Background

Psoriasis is a common chronic inflammatory disorder affecting approximately 1.5–3% of the adult population [1, 2]. An additional 6–30% of patients with psoriasis also have psoriatic arthritis, which may reflect a more pronounced systemic disease [3,4,5]. Population cohort studies have identified both psoriasis and psoriatic arthritis to be individual risk factors for vascular disease [4,5,6,7]; however, the contribution of comorbid inflammatory diseases for clinical screening and management guidelines remains unknown. Here, we present an illustrative report of a fatal stroke in a young patient with severe psoriasis, psoriatic arthritis, and metabolic syndrome.

Case presentation

A 49 year-old Caucasian woman with psoriasis, psoriatic arthritis, multivessel coronary artery disease, hypertension, subclinical hypothyroidism, and diabetes mellitus presented with bilateral lower extremity weakness and severe anemia. Regarding her history of psoriasis, she initially developed diffuse psoriatic plaques and axial psoriatic arthritis at age 19. Her first severe psoriasis flare occurred at age 29. Chart review did not reveal recorded Psoriasis Area and Severity Index (PASI) scores but there was documentation of erythema and pustular psoriasis measured over 70% of her body surface area with elevated white blood cell count.
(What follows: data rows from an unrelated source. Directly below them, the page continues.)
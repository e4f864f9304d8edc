//! In-process adapters for both store contracts.
//!
//! `MemoryMetadataStore` serializes transactions: `begin` takes the state
//! lock and works on a copy that `commit` publishes and drop discards.
//! `MemoryValuesStore` shares an [`rtc_client::MemoryBackend`], so clients
//! in the same process can watch values written by the engine.

use std::collections::{BTreeMap, HashSet};
use std::sync::Arc;

use async_trait::async_trait;
use chrono::Utc;
use rtc_client::{MemoryBackend, RemoteBackend, Value};
use tokio::sync::{Mutex, OwnedMutexGuard};

use crate::defaults::MAX_BATCH_SIZE;
use crate::error::{ConfigError, ConfigResult};
use crate::model::{
    Audit, AuditFilter, Config, Environment, NewConfig, Project, ProjectFilter, ProjectPage,
    Release, Scope,
};
use crate::store::{
    MetadataStore, MetadataTx, NewAudit, ValuesError, ValuesKv, ValuesResult, ValuesStore, key_of,
};

#[derive(Debug, Clone, Default)]
struct MetadataState {
    next_id: i64,
    projects: Vec<Project>,
    environments: Vec<Environment>,
    releases: Vec<Release>,
    configs: Vec<Config>,
    audits: Vec<Audit>,
}

impl MetadataState {
    const fn allocate_id(&mut self) -> i64 {
        self.next_id += 1;
        self.next_id
    }

    fn project(&self, name: &str) -> Option<&Project> {
        self.projects.iter().find(|project| project.name == name)
    }

    fn environment(&self, project: &str, name: &str) -> Option<&Environment> {
        let project = self.project(project)?;
        self.environments
            .iter()
            .find(|env| env.project_id == project.id && env.name == name)
    }

    fn release_of(&self, scope: &Scope) -> Option<&Release> {
        let environment = self.environment(&scope.project, &scope.environment)?;
        self.releases
            .iter()
            .find(|release| release.environment_id == environment.id && release.name == scope.release)
    }

    fn configs_of(&self, scope: &Scope) -> Vec<Config> {
        let Some(release) = self.release_of(scope) else {
            return Vec::new();
        };
        let mut configs: Vec<Config> = self
            .configs
            .iter()
            .filter(|config| config.release_id == release.id)
            .cloned()
            .collect();
        configs.sort_by(|left, right| left.key.cmp(&right.key));
        configs
    }

    fn remove_releases(&mut self, release_ids: &HashSet<i64>) {
        self.releases
            .retain(|release| !release_ids.contains(&release.id));
        self.configs
            .retain(|config| !release_ids.contains(&config.release_id));
    }
}

/// Metadata store kept in process memory.
#[derive(Debug, Clone, Default)]
pub struct MemoryMetadataStore {
    state: Arc<Mutex<MetadataState>>,
}

impl MemoryMetadataStore {
    /// Create an empty store.
    #[must_use]
    pub fn new() -> Self {
        Self::default()
    }
}

#[async_trait]
impl MetadataStore for MemoryMetadataStore {
    async fn begin(&self) -> ConfigResult<Box<dyn MetadataTx>> {
        let guard = Arc::clone(&self.state).lock_owned().await;
        let working = guard.clone();
        Ok(Box::new(MemoryMetadataTx { guard, working }))
    }

    async fn projects(&self, filter: &ProjectFilter) -> ConfigResult<ProjectPage> {
        let state = self.state.lock().await;
        let mut matching: Vec<&Project> = state
            .projects
            .iter()
            .filter(|project| {
                filter
                    .query
                    .as_deref()
                    .is_none_or(|query| project.name.contains(query))
            })
            .collect();
        matching.sort_by(|left, right| right.id.cmp(&left.id));
        let total = matching.len() as u64;
        let projects = matching
            .into_iter()
            .skip(filter.offset as usize)
            .take(filter.limit as usize)
            .cloned()
            .collect();
        Ok(ProjectPage { projects, total })
    }

    async fn project(&self, name: &str) -> ConfigResult<Option<Project>> {
        Ok(self.state.lock().await.project(name).cloned())
    }

    async fn environments(&self, project: &str) -> ConfigResult<Vec<Environment>> {
        let state = self.state.lock().await;
        let Some(project) = state.project(project) else {
            return Ok(Vec::new());
        };
        let mut environments: Vec<Environment> = state
            .environments
            .iter()
            .filter(|env| env.project_id == project.id)
            .cloned()
            .collect();
        environments.sort_by(|left, right| left.name.cmp(&right.name));
        Ok(environments)
    }

    async fn releases(&self, project: &str, environment: &str) -> ConfigResult<Vec<Release>> {
        let state = self.state.lock().await;
        let Some(environment) = state.environment(project, environment) else {
            return Ok(Vec::new());
        };
        let mut releases: Vec<Release> = state
            .releases
            .iter()
            .filter(|release| release.environment_id == environment.id)
            .cloned()
            .collect();
        releases.sort_by(|left, right| {
            right
                .created_at
                .cmp(&left.created_at)
                .then(right.id.cmp(&left.id))
        });
        Ok(releases)
    }

    async fn configs(&self, scope: &Scope) -> ConfigResult<Vec<Config>> {
        Ok(self.state.lock().await.configs_of(scope))
    }

    async fn audits(&self, filter: &AuditFilter) -> ConfigResult<Vec<Audit>> {
        let state = self.state.lock().await;
        Ok(state
            .audits
            .iter()
            .rev()
            .filter(|audit| filter.matches(audit))
            .take(filter.limit as usize)
            .cloned()
            .collect())
    }
}

struct MemoryMetadataTx {
    guard: OwnedMutexGuard<MetadataState>,
    working: MetadataState,
}

#[async_trait]
impl MetadataTx for MemoryMetadataTx {
    async fn project(&mut self, name: &str) -> ConfigResult<Option<Project>> {
        Ok(self.working.project(name).cloned())
    }

    async fn create_project(&mut self, name: &str, description: &str) -> ConfigResult<Project> {
        if self.working.project(name).is_some() {
            return Err(ConfigError::AlreadyExists {
                entity: "project",
                name: name.to_string(),
            });
        }
        let project = Project {
            id: self.working.allocate_id(),
            name: name.to_string(),
            description: description.to_string(),
            created_at: Utc::now(),
        };
        self.working.projects.push(project.clone());
        Ok(project)
    }

    async fn update_project_description(
        &mut self,
        project_id: i64,
        description: &str,
    ) -> ConfigResult<()> {
        if let Some(project) = self
            .working
            .projects
            .iter_mut()
            .find(|project| project.id == project_id)
        {
            project.description = description.to_string();
        }
        Ok(())
    }

    async fn delete_project(&mut self, project_id: i64) -> ConfigResult<()> {
        let environment_ids: HashSet<i64> = self
            .working
            .environments
            .iter()
            .filter(|env| env.project_id == project_id)
            .map(|env| env.id)
            .collect();
        let release_ids: HashSet<i64> = self
            .working
            .releases
            .iter()
            .filter(|release| environment_ids.contains(&release.environment_id))
            .map(|release| release.id)
            .collect();
        self.working.remove_releases(&release_ids);
        self.working
            .environments
            .retain(|env| env.project_id != project_id);
        self.working
            .projects
            .retain(|project| project.id != project_id);
        Ok(())
    }

    async fn environment(
        &mut self,
        project_id: i64,
        name: &str,
    ) -> ConfigResult<Option<Environment>> {
        Ok(self
            .working
            .environments
            .iter()
            .find(|env| env.project_id == project_id && env.name == name)
            .cloned())
    }

    async fn create_environment(
        &mut self,
        project_id: i64,
        name: &str,
    ) -> ConfigResult<Environment> {
        let environment = Environment {
            id: self.working.allocate_id(),
            project_id,
            name: name.to_string(),
        };
        self.working.environments.push(environment.clone());
        Ok(environment)
    }

    async fn release(&mut self, environment_id: i64, name: &str) -> ConfigResult<Option<Release>> {
        Ok(self
            .working
            .releases
            .iter()
            .find(|release| release.environment_id == environment_id && release.name == name)
            .cloned())
    }

    async fn create_release(&mut self, environment_id: i64, name: &str) -> ConfigResult<Release> {
        let release = Release {
            id: self.working.allocate_id(),
            environment_id,
            name: name.to_string(),
            created_at: Utc::now(),
        };
        self.working.releases.push(release.clone());
        Ok(release)
    }

    async fn delete_release(&mut self, environment_id: i64, name: &str) -> ConfigResult<()> {
        let release_ids: HashSet<i64> = self
            .working
            .releases
            .iter()
            .filter(|release| release.environment_id == environment_id && release.name == name)
            .map(|release| release.id)
            .collect();
        self.working.remove_releases(&release_ids);
        Ok(())
    }

    async fn configs(&mut self, scope: &Scope) -> ConfigResult<Vec<Config>> {
        Ok(self.working.configs_of(scope))
    }

    async fn configs_by_keys(
        &mut self,
        scope: &Scope,
        keys: &[String],
    ) -> ConfigResult<Vec<Config>> {
        let wanted: HashSet<&str> = keys.iter().map(String::as_str).collect();
        Ok(self
            .working
            .configs_of(scope)
            .into_iter()
            .filter(|config| wanted.contains(config.key.as_str()))
            .collect())
    }

    async fn upsert_config(&mut self, release_id: i64, config: &NewConfig) -> ConfigResult<()> {
        if let Some(existing) = self
            .working
            .configs
            .iter_mut()
            .find(|row| row.release_id == release_id && row.key == config.key)
        {
            existing.value_type = config.value_type;
            existing.metadata = config.metadata.clone();
            return Ok(());
        }
        let row = Config {
            id: self.working.allocate_id(),
            release_id,
            key: config.key.clone(),
            value_type: config.value_type,
            metadata: config.metadata.clone(),
            created_at: Utc::now(),
            updated_at: None,
        };
        self.working.configs.push(row);
        Ok(())
    }

    async fn mark_configs_updated(&mut self, ids: &[i64]) -> ConfigResult<()> {
        let now = Utc::now();
        for config in &mut self.working.configs {
            if ids.contains(&config.id) {
                config.updated_at = Some(now);
            }
        }
        Ok(())
    }

    async fn delete_configs(&mut self, ids: &[i64]) -> ConfigResult<()> {
        self.working.configs.retain(|config| !ids.contains(&config.id));
        Ok(())
    }

    async fn insert_audit(&mut self, audit: &NewAudit) -> ConfigResult<i64> {
        let id = self.working.allocate_id();
        self.working.audits.push(Audit {
            id,
            action: audit.action.as_str().to_string(),
            actor: audit.actor.clone(),
            payload: audit.payload.clone(),
            ts: Utc::now(),
        });
        Ok(id)
    }

    async fn commit(self: Box<Self>) -> ConfigResult<()> {
        let Self { mut guard, working } = *self;
        *guard = working;
        Ok(())
    }

    async fn rollback(self: Box<Self>) -> ConfigResult<()> {
        Ok(())
    }
}

/// Values store backed by a shared [`MemoryBackend`].
#[derive(Debug, Clone)]
pub struct MemoryValuesStore {
    backend: MemoryBackend,
    prefix: String,
}

impl MemoryValuesStore {
    /// Create a store over a fresh backend; `prefix` is prepended to every path.
    #[must_use]
    pub fn new(prefix: &str) -> Self {
        Self::with_backend(MemoryBackend::new(), prefix)
    }

    /// Create a store over an existing backend.
    #[must_use]
    pub fn with_backend(backend: MemoryBackend, prefix: &str) -> Self {
        let prefix = prefix.trim_matches('/');
        Self {
            backend,
            prefix: if prefix.is_empty() {
                String::new()
            } else {
                format!("{prefix}/")
            },
        }
    }

    /// Backend shared with client sources.
    #[must_use]
    pub const fn backend(&self) -> &MemoryBackend {
        &self.backend
    }

    fn full(&self, path: &str) -> String {
        format!("{}{path}", self.prefix)
    }

    fn relative<'a>(&self, full: &'a str) -> &'a str {
        full.strip_prefix(self.prefix.as_str()).unwrap_or(full)
    }
}

const fn check_batch(size: usize) -> ValuesResult<()> {
    if size > MAX_BATCH_SIZE {
        return Err(ValuesError::BatchTooLarge {
            size,
            limit: MAX_BATCH_SIZE,
        });
    }
    Ok(())
}

#[async_trait]
impl ValuesStore for MemoryValuesStore {
    async fn values(&self, paths: &[String]) -> ValuesResult<ValuesKv> {
        check_batch(paths.len())?;
        let full: Vec<String> = paths.iter().map(|path| self.full(path)).collect();
        Ok(self
            .backend
            .get_many(&full)
            .await
            .into_iter()
            .map(|(path, value)| (key_of(&path).to_string(), value))
            .collect())
    }

    async fn entries_by_path(&self, prefix: &str) -> ValuesResult<Vec<(String, Value)>> {
        Ok(self
            .backend
            .scan(&self.full(prefix))
            .await
            .into_iter()
            .map(|(path, value)| (self.relative(&path).to_string(), value))
            .collect())
    }

    async fn set_values(&self, entries: &BTreeMap<String, Value>) -> ValuesResult<()> {
        check_batch(entries.len())?;
        self.backend
            .apply(
                entries
                    .iter()
                    .map(|(path, value)| (self.full(path), Some(value.clone()))),
            )
            .await;
        Ok(())
    }

    async fn delete_values(&self, paths: &[String]) -> ValuesResult<()> {
        check_batch(paths.len())?;
        self.backend
            .apply(paths.iter().map(|path| (self.full(path), None)))
            .await;
        Ok(())
    }

    async fn delete_values_by_path(&self, prefix: &str) -> ValuesResult<()> {
        if prefix.is_empty() {
            return Err(ValuesError::Backend {
                operation: "memory.delete_values_by_path",
                source: "refusing to delete the whole keyspace".into(),
            });
        }
        self.backend.delete_prefix(&self.full(prefix)).await;
        Ok(())
    }
}

impl MemoryValuesStore {
    /// Read one value through the client backend contract.
    ///
    /// # Errors
    ///
    /// Returns an error when the backend read fails.
    pub async fn get(&self, path: &str) -> ValuesResult<Option<Value>> {
        self.backend
            .get(&self.full(path))
            .await
            .map_err(|source| ValuesError::Backend {
                operation: "memory.get",
                source: Box::new(source),
            })
    }
}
Despite treatment with prednisone and acitretin, after 1 year she developed severe cutaneous flares of pustular psoriasis measuring up to 90% of total body surface area with spared regions in her legs, necessitating multiple hospitalizations. Her treatment was escalated to Geockerman therapy, methotrexate, and topical steroids, in addition to prednisone and acitretin. In subsequent years, her chronic psoriatic skin manifestations involved roughly 30% of her total body surface area, meeting criteria for severe psoriasis, and these skin manifestations were managed primarily with topical steroids. Plain films ultimately revealed active inflammatory spondylitis. Despite recommendations to start disease modifying therapy, the patient declined further treatment.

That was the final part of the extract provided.